Hello Everyone!
This week, we explored one of the most interesting music industry stories from the past year—namely, the massive lawsuit that the DOJ (along with, at time of writing, 39 states) have lodged against Ticketmaster/Live Nation. For those not keeping score at home (or, I guess exclusively going to DIY live events): Ticketmaster sells tickets for venues, Live Nation owns venues and books/promotes tours. The two merged in 2010, when Live Nation bought Ticketmaster, because what could go wrong with that kind of vertical integration?
Turns out…all kinds of stuff—most notoriously the infamous “junk fees” that can add up to 50% to the price of some tickets, an incredibly corrupt resale market, “dynamic” pricing for the biggest acts, and an opaque and frustrating website that managed to piss off a nation of Taylor swift fans. Now, we’ve actually looked at quite a bit of this previously. Check out, for example, our episodes on the history of Ticketmaster, or the battles around Bruce Springsteen concert pricing. Or see the recent Oasis reunion ticket debacle over “dynamic” ticket pricing. Yeah …ahem…we were on that 3 years ago.
BUT…what’s particularly interesting about this lawsuit— and the perspective brought to it by our guest Kevin Erickson, the director of the Future of Music coalition—is the extent to which it takes a systemic view of the harm’s caused by Ticketmaster/Live Nation. And by doing that, it’s possible to see an array of large-scale impacts beyond the consumer-facing grievances that normally dominate the space.
The key (unsurprising given that this is an anti-trust action) is scale. Because Ticketmaster/LiveNation has overwhelming control over large elements of the marketplace, they’re able to exert their influence in all manner of non-logical ways, connecting the apples of ticketing to the oranges of promotion for the detriment of everyone else. The power of this market control is made particularly clear in a chart released as part of the lawsuit, which breaks down the sectors of the Ticketmaster’s business by their profit margins.
Live music is, famously, not a great business. It’s often risky, it requires a huge amount of sunk capital, and just doesn’t generate that much profit. The same is not true of the other elements of the “flywheel”—at least according to this (company-filing derived) graphic, advertising dollars and VIP packages are significantly more attractive.

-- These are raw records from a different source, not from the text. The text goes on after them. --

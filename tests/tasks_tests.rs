use std::sync::Arc;
use std::time::Duration;

use tokio::net::TcpListener;
use tokio::time::{sleep, timeout};
use uuid::Uuid;

use cortex::models::{ScanMode, ScanState, ScanTask, TaskStatus};
use cortex::probes::ProbeCatalogue;
use cortex::tasks::{enqueue_task, start_workers, MemoryStore, ScanModes, TaskStore};

fn start_driver(store: &Arc<MemoryStore>) {
    start_workers(
        Arc::clone(store) as Arc<dyn TaskStore>,
        Arc::new(ProbeCatalogue::empty()),
        Arc::new(ScanModes::new()),
        2,
    );
}

async fn wait_for_terminal(store: &MemoryStore, id: Uuid) -> ScanTask {
    timeout(Duration::from_secs(15), async {
        loop {
            let task = store.get_task(id).await.unwrap();
            if task.is_terminal() {
                return task;
            }
            sleep(Duration::from_millis(25)).await;
        }
    })
    .await
    .expect("task did not reach a terminal state in time")
}

/// Reserve a loopback port that has no listener behind it
async fn free_port() -> u16 {
    let listener = TcpListener::bind("127.0.0.1:0").await.unwrap();
    listener.local_addr().unwrap().port()
}

#[tokio::test]
async fn invalid_port_range_fails_the_task() {
    let store = Arc::new(MemoryStore::new());
    start_driver(&store);

    let task = ScanTask::new(vec!["127.0.0.1".to_string()], "abc-20", ScanMode::Connect);
    enqueue_task(store.as_ref(), &task).await.unwrap();

    let done = wait_for_terminal(&store, task.id).await;
    assert_eq!(done.status, TaskStatus::Failed);
    assert!(!done.error.is_empty());
    assert!(done.results.is_empty());
    assert!(done.completed_at.is_some());
    assert_eq!(done.id, task.id);
    assert_eq!(done.created_at, task.created_at);
}

#[tokio::test]
async fn inverted_port_range_fails_with_the_parse_message() {
    let store = Arc::new(MemoryStore::new());
    start_driver(&store);

    let task = ScanTask::new(vec!["127.0.0.1".to_string()], "90-80", ScanMode::Connect);
    enqueue_task(store.as_ref(), &task).await.unwrap();

    let done = wait_for_terminal(&store, task.id).await;
    assert_eq!(done.status, TaskStatus::Failed);
    assert!(done.error.contains("greater than"));
}

#[tokio::test]
async fn completed_task_has_one_result_per_job() {
    let store = Arc::new(MemoryStore::new());
    start_driver(&store);

    let base = free_port().await;
    let end = base.saturating_add(2);
    let hosts = vec!["127.0.0.1".to_string(), "127.0.0.1".to_string()];
    let task = ScanTask::new(hosts.clone(), format!("{}-{}", base, end), ScanMode::Connect);
    enqueue_task(store.as_ref(), &task).await.unwrap();

    let done = wait_for_terminal(&store, task.id).await;
    assert_eq!(done.status, TaskStatus::Completed);
    assert!(done.error.is_empty());
    assert!(done.completed_at.is_some());

    let per_host = (end - base + 1) as usize;
    assert_eq!(done.results.len(), hosts.len() * per_host);
    for result in &done.results {
        assert!(matches!(
            result.state,
            ScanState::Open | ScanState::Closed | ScanState::Filtered
        ));
        if result.state != ScanState::Open {
            assert!(result.service.is_empty());
        }
    }
}

#[tokio::test]
async fn completed_task_survives_a_store_round_trip() {
    let store = Arc::new(MemoryStore::new());
    start_driver(&store);

    let port = free_port().await;
    let task = ScanTask::new(
        vec!["127.0.0.1".to_string()],
        format!("{}-{}", port, port),
        ScanMode::Connect,
    );
    enqueue_task(store.as_ref(), &task).await.unwrap();
    let done = wait_for_terminal(&store, task.id).await;

    let encoded = serde_json::to_string(&done).unwrap();
    let decoded: ScanTask = serde_json::from_str(&encoded).unwrap();
    assert_eq!(decoded, done);
}

#[tokio::test]
async fn vanished_task_is_skipped_and_the_loop_keeps_going() {
    let store = Arc::new(MemoryStore::new());
    start_driver(&store);

    // an id that was queued but never stored
    store.push_to_queue(Uuid::new_v4()).await.unwrap();

    let port = free_port().await;
    let task = ScanTask::new(
        vec!["127.0.0.1".to_string()],
        format!("{}-{}", port, port),
        ScanMode::Connect,
    );
    enqueue_task(store.as_ref(), &task).await.unwrap();

    let done = wait_for_terminal(&store, task.id).await;
    assert_eq!(done.status, TaskStatus::Completed);
    assert_eq!(done.results.len(), 1);
}

#[tokio::test]
async fn udp_task_runs_through_the_driver() {
    let store = Arc::new(MemoryStore::new());
    start_driver(&store);

    let socket = tokio::net::UdpSocket::bind("127.0.0.1:0").await.unwrap();
    let port = socket.local_addr().unwrap().port();

    let task = ScanTask::new(
        vec!["127.0.0.1".to_string()],
        format!("{}-{}", port, port),
        ScanMode::Udp,
    );
    enqueue_task(store.as_ref(), &task).await.unwrap();

    let done = wait_for_terminal(&store, task.id).await;
    assert_eq!(done.status, TaskStatus::Completed);
    assert_eq!(done.results.len(), 1);
    assert_eq!(done.results[0].state, ScanState::OpenFiltered);
    drop(socket);
}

The reason why this matters, however, only really becomes clear when you take a step back and think sectorially. In a system in which there wasn’t a monopoly, these high-margin activities would be distributed across multiple firms—likely some promoters, some affiliated with specific venues, etc. You could imagine all kinds of ways that music-focused advertising dollars could get distributed, many of which would end with with some of that money flowing into businesses closer to the ground (so to speak) of the musical economy. However, because of scale, all of this money goes to one place.
And this is where monopoly comes in again—say you want to advertise against a specific tour, or at a specific venue. Maybe Live Nation owns it (not at all unlikely given their degree of penetration at the stadium level in the U.S.). Now, you’ve already signed a deal with them for the big room—how about the smaller club down the road? Versus the even smaller indy venue up the street? Which do you think you’ll end up connecting with—whether by the implication, or simply through the power of existing business relationships?
Multiply that across an innumerable set of decisions, at essentially every level of the business, and the real, culture-shaping impact of Live Nation’s practices becomes apparent. This gets a bit ahead of the data, but it’s hard not to wonder about whether or not the conservative, profit-hoarding (or rent-seeking) behavior common among monopolies has at least something to do with the relatively static nature of live music’s current Mount Rushmore—or indeed, of pop’s (only recently slipping) same-old-superstar focus?
You can listen to that hear (iTunes) or hear (Spotify), or wherever you do your podcastin’.
Department of Actual Music
Sam: Currently obsessed by this 2016 track from Japanese producer Yoshinori Hayashi. Restrained club rumbles and acid base slip around melting strings, with Can style chanting on top. And that’s just the beginning of an honest sonic journey. So in. And what a title!
Saxon: Weirdo, 11-minute, folk-sampling strangeness I know nothing about but love. Shout-out to The Quietus for this one. Their tireless work of consistently championing weird records is almost unmatched.